### AIM OF THE EXERCISE:
All that is wanted is a word-for-word copy of the data from its first line to the line containing "given connection pool.", both included.

[INPUT — start]

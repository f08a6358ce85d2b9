//! Primary-store user repository for async database operations.
//!
//! Provides CRUD operations for the postgres_users table using diesel_async.

use diesel::prelude::*;
use diesel_async::RunQueryDsl;

use crate::db::AsyncDbPool;
use crate::error::AppError;
use crate::models::{NewPostgresUser, PostgresUser, ReplacePostgresUser};

/// Primary-store user repository holding an async connection pool.
///
/// Since `AsyncDbPool` (bb8::Pool) internally uses `Arc`, cloning is cheap
/// (just reference count increment). No need for `Arc<PostgresUserRepository>`.
#[derive(Clone)]
pub struct PostgresUserRepository {
    pool: AsyncDbPool,
}

impl PostgresUserRepository {
    /// Creates a new PostgresUserRepository with the given connection pool.
    pub fn new(pool: AsyncDbPool) -> Self {
        Self { pool }
    }

    /// Creates a new user row.
    ///
    /// The id is caller-assigned; a duplicate id violates the store's
    /// primary-key constraint and surfaces as a database error.
    ///
    /// # Returns
    /// The created user as persisted
    pub async fn create(&self, new_user: NewPostgresUser) -> Result<PostgresUser, AppError> {
        use crate::schema::postgres_users::dsl::*;
        let mut conn = self.pool.get().await?;

        diesel::insert_into(postgres_users)
            .values(&new_user)
            .returning(PostgresUser::as_returning())
            .get_result(&mut conn)
            .await
            .map_err(AppError::from)
    }

    /// Finds a user by id.
    ///
    /// # Returns
    /// `Some(PostgresUser)` if found, `None` otherwise
    pub async fn find_by_id(&self, user_id: i64) -> Result<Option<PostgresUser>, AppError> {
        use crate::schema::postgres_users::dsl::*;
        let mut conn = self.pool.get().await?;

        postgres_users
            .filter(id.eq(user_id))
            .select(PostgresUser::as_select())
            .first(&mut conn)
            .await
            .optional()
            .map_err(AppError::from)
    }

    /// Lists all users ordered by ascending id.
    ///
    /// Insertion order is irrelevant; listings are always id-sorted.
    pub async fn list_all(&self) -> Result<Vec<PostgresUser>, AppError> {
        use crate::schema::postgres_users::dsl::*;
        let mut conn = self.pool.get().await?;

        postgres_users
            .order(id.asc())
            .select(PostgresUser::as_select())
            .load(&mut conn)
            .await
            .map_err(AppError::from)
    }

    /// Fully replaces a user's data.
    ///
    /// Every column is overwritten; absent optional fields clear the
    /// stored value (see `ReplacePostgresUser`).
    ///
    /// # Returns
    /// `Some(PostgresUser)` with the updated row, `None` when the id does
    /// not exist
    pub async fn update(
        &self,
        user_id: i64,
        replacement: ReplacePostgresUser,
    ) -> Result<Option<PostgresUser>, AppError> {
        use crate::schema::postgres_users::dsl::*;
        let mut conn = self.pool.get().await?;

        diesel::update(postgres_users.filter(id.eq(user_id)))
            .set(&replacement)
            .returning(PostgresUser::as_returning())
            .get_result(&mut conn)
            .await
            .optional()
            .map_err(AppError::from)
    }

    /// Deletes a user row.
    ///
    /// # Returns
    /// The number of affected rows (0 or 1)
    pub async fn delete(&self, user_id: i64) -> Result<usize, AppError> {
        use crate::schema::postgres_users::dsl::*;
        let mut conn = self.pool.get().await?;

        diesel::delete(postgres_users.filter(id.eq(user_id)))
            .execute(&mut conn)
            .await
            .map_err(AppError::from)
    }
}
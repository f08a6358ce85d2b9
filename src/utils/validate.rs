//! Request body validation
//!
//! `ValidatedJson` is a JSON extractor that runs `validator` rules after
//! deserialization. Malformed bodies map to `AppError::BadRequest`,
//! failed rules to `AppError::ValidationErrors`; both render as 400.

use axum::Json;
use axum::extract::{FromRequest, Request, rejection::JsonRejection};
use chrono::NaiveDate;
use serde::de::DeserializeOwned;
use validator::{Validate, ValidationError};

use crate::error::{AppError, AppResult};

#[derive(Debug, Clone, Copy, Default)]
pub struct ValidatedJson<T>(pub T);

impl<T, S> FromRequest<S> for ValidatedJson<T>
where
    T: DeserializeOwned + Validate,
    S: Send + Sync,
    Json<T>: FromRequest<S, Rejection = JsonRejection>,
{
    type Rejection = AppError;

    async fn from_request(req: Request, state: &S) -> AppResult<Self> {
        let Json(value) = Json::<T>::from_request(req, state).await?;
        value.validate()?;
        Ok(ValidatedJson(value))
    }
}

/// Rejects values that are empty or contain only whitespace.
///
/// Length rules treat `"   "` as three characters; this closes that gap
/// for fields that must carry visible content.
pub fn non_blank(value: &str) -> Result<(), ValidationError> {
    if value.trim().is_empty() {
        return Err(ValidationError::new("non_blank").with_message("must not be blank".into()));
    }
    Ok(())
}

/// Rejects dates that are not strictly in the past.
///
/// Today's date fails: a birth date must precede the current day.
pub fn past_date(value: &NaiveDate) -> Result<(), ValidationError> {
    let today = chrono::Utc::now().date_naive();
    if *value >= today {
        return Err(ValidationError::new("past_date").with_message("must be a past date".into()));
    }
    Ok(())
}

#[cfg(test)]
mod tests {
    use super::*;
    use axum::body::Body;
    use axum::http::{Method, header};
    use chrono::Duration;
    use serde::Deserialize;
    use validator::Validate;

    #[derive(Debug, Deserialize, Validate)]
    struct TestPayload {
        #[validate(
            length(min = 3, max = 100, message = "Name must be between 3 and 100 characters"),
            custom(function = non_blank, message = "Name must not be blank")
        )]
        name: String,
        #[validate(custom(function = past_date, message = "Birth date must be in the past"))]
        birth_date: Option<NaiveDate>,
    }

    fn json_request(body: &str) -> Request {
        Request::builder()
            .method(Method::POST)
            .uri("/test")
            .header(header::CONTENT_TYPE, "application/json")
            .body(Body::from(body.to_string()))
            .unwrap()
    }

    #[tokio::test]
    async fn test_valid_payload() {
        let request = json_request(r#"{"name":"Alice","birth_date":"1990-05-15"}"#);

        let result = ValidatedJson::<TestPayload>::from_request(request, &()).await;

        assert!(result.is_ok());
        let ValidatedJson(payload) = result.unwrap();
        assert_eq!(payload.name, "Alice");
        assert_eq!(
            payload.birth_date,
            Some(NaiveDate::from_ymd_opt(1990, 5, 15).unwrap())
        );
    }

    #[tokio::test]
    async fn test_optional_field_absent_is_valid() {
        let request = json_request(r#"{"name":"Alice"}"#);

        let result = ValidatedJson::<TestPayload>::from_request(request, &()).await;
        assert!(result.is_ok());
    }

    #[tokio::test]
    async fn test_validation_error_short_name() {
        let request = json_request(r#"{"name":"ab"}"#);

        let result = ValidatedJson::<TestPayload>::from_request(request, &()).await;

        assert!(result.is_err());
        match result.unwrap_err() {
            AppError::ValidationErrors { errors } => {
                assert_eq!(errors.len(), 1);
                assert_eq!(errors[0].field, "name");
                assert!(errors[0].message.contains("between 3 and 100"));
            }
            other => panic!("Expected ValidationErrors error, got {:?}", other),
        }
    }

    #[tokio::test]
    async fn test_validation_error_blank_name() {
        let request = json_request(r#"{"name":"    "}"#);

        let result = ValidatedJson::<TestPayload>::from_request(request, &()).await;

        assert!(result.is_err());
        match result.unwrap_err() {
            AppError::ValidationErrors { errors } => {
                assert_eq!(errors.len(), 1);
                assert_eq!(errors[0].field, "name");
                assert!(errors[0].message.contains("blank"));
            }
            other => panic!("Expected ValidationErrors error, got {:?}", other),
        }
    }

    #[tokio::test]
    async fn test_validation_error_future_birth_date() {
        let future = chrono::Utc::now().date_naive() + Duration::days(30);
        let body = format!(r#"{{"name":"Alice","birth_date":"{}"}}"#, future);
        let request = json_request(&body);

        let result = ValidatedJson::<TestPayload>::from_request(request, &()).await;

        assert!(result.is_err());
        match result.unwrap_err() {
            AppError::ValidationErrors { errors } => {
                assert_eq!(errors.len(), 1);
                assert_eq!(errors[0].field, "birth_date");
                assert!(errors[0].message.contains("past"));
            }
            other => panic!("Expected ValidationErrors error, got {:?}", other),
        }
    }

    #[tokio::test]
    async fn test_json_rejection_malformed_body() {
        let request = json_request(r#"{"name": "#);

        let result = ValidatedJson::<TestPayload>::from_request(request, &()).await;

        assert!(result.is_err());
        match result.unwrap_err() {
            AppError::BadRequest { message } => assert!(!message.is_empty()),
            other => panic!("Expected BadRequest error, got {:?}", other),
        }
    }

    #[tokio::test]
    async fn test_json_rejection_wrong_content_type() {
        let request = Request::builder()
            .method(Method::POST)
            .uri("/test")
            .header(header::CONTENT_TYPE, "text/plain")
            .body(Body::from(r#"{"name":"Alice"}"#))
            .unwrap();

        let result = ValidatedJson::<TestPayload>::from_request(request, &()).await;

        assert!(result.is_err());
        match result.unwrap_err() {
            AppError::BadRequest { message } => assert!(!message.is_empty()),
            other => panic!("Expected BadRequest error, got {:?}", other),
        }
    }

    #[test]
    fn test_non_blank_accepts_content() {
        assert!(non_blank("hello").is_ok());
        assert!(non_blank("  hello  ").is_ok());
    }

    #[test]
    fn test_past_date_rejects_today() {
        let today = chrono::Utc::now().date_naive();
        assert!(past_date(&today).is_err());
        assert!(past_date(&(today - Duration::days(1))).is_ok());
    }
}
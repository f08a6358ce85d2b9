mod pool;

pub use pool::{AsyncDbPool, establish_connection_pool};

[INPUT — finish]

### RESULT OF THE EXERCISE:
repository f08a6358ce85d2b9
//! Primary-store user repository for async database operations.
//!
//! Provides CRUD operations for the postgres_users table using diesel_async.

use diesel::prelude::*;
use diesel_async::RunQueryDsl;

use crate::db::AsyncDbPool;
use crate::error::AppError;
use crate::models::{NewPostgresUser, PostgresUser, ReplacePostgresUser};

/// Primary-store user repository holding an async connection pool.
///
/// Since `AsyncDbPool` (bb8::Pool) internally uses `Arc`, cloning is cheap
/// (just reference count increment). No need for `Arc<PostgresUserRepository>`.
#[derive(Clone)]
pub struct PostgresUserRepository {
    pool: AsyncDbPool,
}

impl PostgresUserRepository {
    /// Creates a new PostgresUserRepository with the given connection pool.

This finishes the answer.